# Problem
Copy out exactly the line that contains "pub fn contains_connection(&self, connection: &Connection)" and all lines following it to the end of the data.

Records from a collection
╔══

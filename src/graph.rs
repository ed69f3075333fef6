//! The graph: owns nodes and connections and drives the I/O lifecycle.

use alloc::sync::Arc;
use alloc::vec::Vec;

use hashbrown::{HashMap, HashSet};
use itertools::Itertools;
use parking_lot::Mutex;
use tracing::{debug, error, info};

use crate::buffer::SilenceBuffer;
use crate::config::GraphConfig;
use crate::connection::{Connection, ConnectionId};
use crate::error::{Direction, GraphError};
use crate::format::Format;
use crate::io::graph_io::GraphIo;
use crate::io::{AudioIo, DeviceMethod, IoDevice, RunningMethod};
use crate::node::{first_free, GraphNode, LifecycleFn, NodeId};
use crate::notify::Observer;

#[derive(Default)]
struct GraphState {
    nodes: HashMap<NodeId, Arc<GraphNode>>,
    connections: HashMap<ConnectionId, Arc<Connection>>,
}

impl GraphState {
    fn used_output_buses(&self, node: &GraphNode) -> Vec<u32> {
        self.connections
            .values()
            .filter(|c| c.source_node_id() == node.id())
            .map(|c| node.logical_output_bus(c.source_bus()))
            .sorted_unstable()
            .collect()
    }

    fn used_input_buses(&self, node: &GraphNode) -> Vec<u32> {
        self.connections
            .values()
            .filter(|c| c.destination_node_id() == node.id())
            .map(|c| c.destination_bus())
            .sorted_unstable()
            .collect()
    }

    fn is_in_use(&self, node: NodeId) -> bool {
        self.connections.values().any(|c| c.touches(node))
    }
}

struct IoBinding {
    graph_io: Arc<GraphIo>,
    _running: Observer,
    _device: Observer,
}

pub(crate) struct GraphCore {
    config: GraphConfig,
    state: Mutex<GraphState>,
    io: Mutex<Option<IoBinding>>,
    silence: Arc<SilenceBuffer>,
}

/// A set of connected nodes and the I/O that renders them.
///
/// The graph holds the only strong references to its connections. Nodes are
/// attached when they are first connected and detached when their last
/// connection goes away.
///
/// Topology changes come from the control thread. While the I/O is running,
/// each change ends with one rewiring pass of the device render handler.
/// Rendering itself never touches the graph's bookkeeping; it only reads the
/// kernels of the nodes it visits.
///
/// `Graph` is a cheap handle; clones share the same graph, which is torn
/// down when the last handle is dropped.
///
/// ```
/// use klangnetz::{Format, Graph, GraphNode, GraphNodeArgs};
///
/// let graph = Graph::new();
/// let a = GraphNode::new(GraphNodeArgs::with_buses(0, 1));
/// let b = GraphNode::new(GraphNodeArgs::with_buses(1, 0));
///
/// let connection = graph.connect(&a, &b, Format::float32(48000.0, 2)).unwrap();
/// assert_eq!((connection.source_bus(), connection.destination_bus()), (0, 0));
/// assert!(a.is_attached() && b.is_attached());
///
/// graph.disconnect(&connection);
/// assert!(!a.is_attached() && !b.is_attached());
/// assert!(graph.connections().is_empty());
/// ```
#[derive(Clone)]
pub struct Graph {
    core: Arc<GraphCore>,
}

impl Default for Graph {
    fn default() -> Self {
        Self::new()
    }
}

impl Graph {
    pub fn new() -> Self {
        Self::with_config(GraphConfig::default())
    }

    pub fn with_config(config: GraphConfig) -> Self {
        Self {
            core: Arc::new(GraphCore {
                config,
                state: Mutex::default(),
                io: Mutex::new(None),
                silence: Arc::new(SilenceBuffer::new(config.maximum_frames_per_slice)),
            }),
        }
    }

    pub(crate) fn from_core(core: Arc<GraphCore>) -> Self {
        Self { core }
    }

    pub fn config(&self) -> &GraphConfig {
        &self.core.config
    }

    /// Zeros shared by everything in this graph that renders "nothing connected".
    pub fn silence(&self) -> &Arc<SilenceBuffer> {
        &self.core.silence
    }

    // Connect

    /// Connect the lowest free output bus of `source` to the lowest free
    /// input bus of `destination`.
    pub fn connect(
        &self,
        source: &Arc<GraphNode>,
        destination: &Arc<GraphNode>,
        format: Format,
    ) -> Result<Arc<Connection>, GraphError> {
        let (source_bus, destination_bus) = {
            let state = self.core.state.lock();
            let source_bus = first_free(state.used_output_buses(source), source.output_bus_count())
                .map(|bus| source.physical_output_bus(bus))
                .ok_or(GraphError::BusUnavailable {
                    direction: Direction::Output,
                    bus: None,
                })?;
            let destination_bus = first_free(state.used_input_buses(destination), destination.input_bus_count())
                .ok_or(GraphError::BusUnavailable {
                    direction: Direction::Input,
                    bus: None,
                })?;
            (source_bus, destination_bus)
        };
        self.connect_with_buses(source, destination, source_bus, destination_bus, format)
    }

    /// Connect output `source_bus` of `source` to input `destination_bus` of
    /// `destination`, attaching either node first if needed.
    ///
    /// Fails without changing anything if either bus is out of range or
    /// already carries a connection.
    pub fn connect_with_buses(
        &self,
        source: &Arc<GraphNode>,
        destination: &Arc<GraphNode>,
        source_bus: u32,
        destination_bus: u32,
        format: Format,
    ) -> Result<Arc<Connection>, GraphError> {
        let (connection, attached) = {
            let mut state = self.core.state.lock();

            let logical = source.logical_output_bus(source_bus);
            if logical >= source.output_bus_count() || state.used_output_buses(source).contains(&logical) {
                return Err(GraphError::BusUnavailable {
                    direction: Direction::Output,
                    bus: Some(source_bus),
                });
            }
            if destination_bus >= destination.input_bus_count()
                || state.used_input_buses(destination).contains(&destination_bus)
            {
                return Err(GraphError::BusUnavailable {
                    direction: Direction::Input,
                    bus: Some(destination_bus),
                });
            }
            for node in [source, destination] {
                if !state.nodes.contains_key(&node.id()) && node.is_attached() {
                    error!(node = ?node.id(), "node belongs to another graph");
                    return Err(GraphError::NodeAlreadyAttached(node.id()));
                }
            }

            let mut attached = Vec::new();
            for node in [source, destination] {
                if !state.nodes.contains_key(&node.id()) {
                    state.nodes.insert(node.id(), node.clone());
                    attached.push(node.clone());
                }
            }

            let connection = Connection::new(source, source_bus, destination, destination_bus, format);
            state.connections.insert(connection.id(), connection.clone());
            (connection, attached)
        };

        for node in &attached {
            self.core.attach_node(node);
        }

        source.add_output_connection(&connection);
        destination.add_input_connection(&connection);

        debug!(
            source = ?source.id(),
            source_bus,
            destination = ?destination.id(),
            destination_bus,
            "connected"
        );

        if self.is_running() {
            self.core.update_io_rendering();
        }

        Ok(connection)
    }

    /// Connect `source` to the device output. Creates the I/O if there is none.
    pub fn connect_output(&self, source: &Arc<GraphNode>, format: Format) -> Result<Arc<Connection>, GraphError> {
        let io = self.add_io(None);
        self.connect(source, io.output_node(), format)
    }

    /// Connect the device input to `destination`. Creates the I/O if there is none.
    pub fn connect_input(&self, destination: &Arc<GraphNode>, format: Format) -> Result<Arc<Connection>, GraphError> {
        let io = self.add_io(None);
        self.connect(io.input_node(), destination, format)
    }

    // Disconnect

    pub fn disconnect(&self, connection: &Connection) {
        let id = connection.id();
        self.disconnect_node_with_predicate(|c| c.id() == id);
    }

    /// Remove every connection of `node`.
    pub fn disconnect_node(&self, node: &GraphNode) {
        let id = node.id();
        self.disconnect_node_with_predicate(|c| c.touches(id));
    }

    pub fn disconnect_input(&self, node: &GraphNode) {
        let id = node.id();
        self.disconnect_node_with_predicate(|c| c.destination_node_id() == id);
    }

    pub fn disconnect_input_bus(&self, node: &GraphNode, bus: u32) {
        let id = node.id();
        self.disconnect_node_with_predicate(|c| c.destination_node_id() == id && c.destination_bus() == bus);
    }

    pub fn disconnect_output(&self, node: &GraphNode) {
        let id = node.id();
        self.disconnect_node_with_predicate(|c| c.source_node_id() == id);
    }

    /// Remove the connection on output `bus` of `node`. `bus` is physical,
    /// as passed to [`connect_with_buses`](Self::connect_with_buses).
    pub fn disconnect_output_bus(&self, node: &GraphNode, bus: u32) {
        let id = node.id();
        self.disconnect_node_with_predicate(|c| c.source_node_id() == id && c.source_bus() == bus);
    }

    /// Remove every connection matching `predicate`, detach nodes left
    /// without connections, then rewire the I/O once if running.
    ///
    /// `predicate` runs on a snapshot without the graph locked, so it may
    /// query the graph.
    pub fn disconnect_node_with_predicate<P>(&self, predicate: P)
    where
        P: Fn(&Connection) -> bool,
    {
        let matched = self.connections().into_iter().filter(|c| predicate(c)).collect_vec();
        if matched.is_empty() {
            return;
        }

        let (removed, detached) = {
            let mut state = self.core.state.lock();

            let removed = matched
                .into_iter()
                .filter(|c| state.connections.remove(&c.id()).is_some())
                .collect_vec();
            if removed.is_empty() {
                return;
            }

            let candidates: HashSet<NodeId> = removed
                .iter()
                .flat_map(|c| [c.source_node_id(), c.destination_node_id()])
                .collect();
            let unused = candidates
                .into_iter()
                .filter(|id| !state.is_in_use(*id))
                .collect_vec();
            let detached = unused
                .iter()
                .filter_map(|id| state.nodes.remove(id))
                .collect_vec();

            (removed, detached)
        };

        for connection in &removed {
            remove_connection_from_nodes(connection);
            connection.remove_nodes();
        }

        for node in &detached {
            self.core.detach_node(node);
        }

        debug!(removed = removed.len(), detached = detached.len(), "disconnected");

        if self.is_running() {
            self.core.update_io_rendering();
        }
    }

    // I/O

    /// The graph's I/O, created on first call. Later calls return the same
    /// instance and ignore `device`.
    pub fn add_io(&self, device: Option<Arc<dyn IoDevice>>) -> Arc<GraphIo> {
        let mut io = self.core.io.lock();
        if let Some(binding) = io.as_ref() {
            return binding.graph_io.clone();
        }

        let raw_io = AudioIo::with_maximum_frames(device, self.core.config.maximum_frames_per_slice);
        let graph_io = Arc::new(GraphIo::new(raw_io.clone(), self.core.silence.clone()));

        let weak = Arc::downgrade(&self.core);
        let running = raw_io.observe_running(move |method| {
            let Some(core) = weak.upgrade() else {
                return;
            };
            match method {
                RunningMethod::WillStart => {
                    if let Err(err) = core.setup_rendering() {
                        error!(%err, "failed to set up rendering");
                        debug_assert!(false, "{err}");
                    }
                }
                RunningMethod::DidStop => core.dispose_rendering(),
            }
        });

        let weak = Arc::downgrade(&self.core);
        let device = raw_io.observe_device(move |method| {
            if *method == DeviceMethod::Updated {
                if let Some(core) = weak.upgrade() {
                    core.reset_nodes();
                }
            }
        });

        *io = Some(IoBinding {
            graph_io: graph_io.clone(),
            _running: running,
            _device: device,
        });
        debug!("io added");
        graph_io
    }

    /// Stop and drop the graph's I/O. Nodes and connections are left alone.
    pub fn remove_io(&self) {
        self.stop();
        let binding = self.core.io.lock().take();
        if binding.is_some() {
            debug!("io removed");
        }
    }

    pub fn io(&self) -> Option<Arc<GraphIo>> {
        self.core.graph_io()
    }

    /// Start the I/O. Rendering is wired up from its start notification.
    pub fn start_render(&self) -> Result<(), GraphError> {
        let Some(io) = self.core.graph_io() else {
            return Ok(());
        };
        if io.raw_io().is_running() {
            return Err(GraphError::AlreadyRunning);
        }
        io.raw_io().start();
        Ok(())
    }

    pub fn stop(&self) {
        if let Some(io) = self.core.graph_io() {
            io.raw_io().stop();
        }
    }

    pub fn is_running(&self) -> bool {
        self.core.is_running()
    }

    // Inspection

    /// Attached nodes, in creation order.
    pub fn nodes(&self) -> Vec<Arc<GraphNode>> {
        self.core
            .state
            .lock()
            .nodes
            .values()
            .sorted_unstable_by_key(|n| n.id())
            .cloned()
            .collect()
    }

    /// Connections, in creation order.
    pub fn connections(&self) -> Vec<Arc<Connection>> {
        self.core
            .state
            .lock()
            .connections
            .values()
            .sorted_unstable_by_key(|c| c.id())
            .cloned()
            .collect()
    }

    pub fn contains_node(&self, node: &GraphNode) -> bool {
        self.core.state.lock().nodes.contains_key(&node.id())
    }

    pub fn contains_connection(&self, connection: &Connection) -> bool {
        self.core.state.lock().connections.contains_key(&connection.id())
    }
}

╚══

# Exercise output
    pub fn contains_connection(&self, connection: &Connection) -> bool {
        self.core.state.lock().connections.contains_key(&connection.id())
    }
}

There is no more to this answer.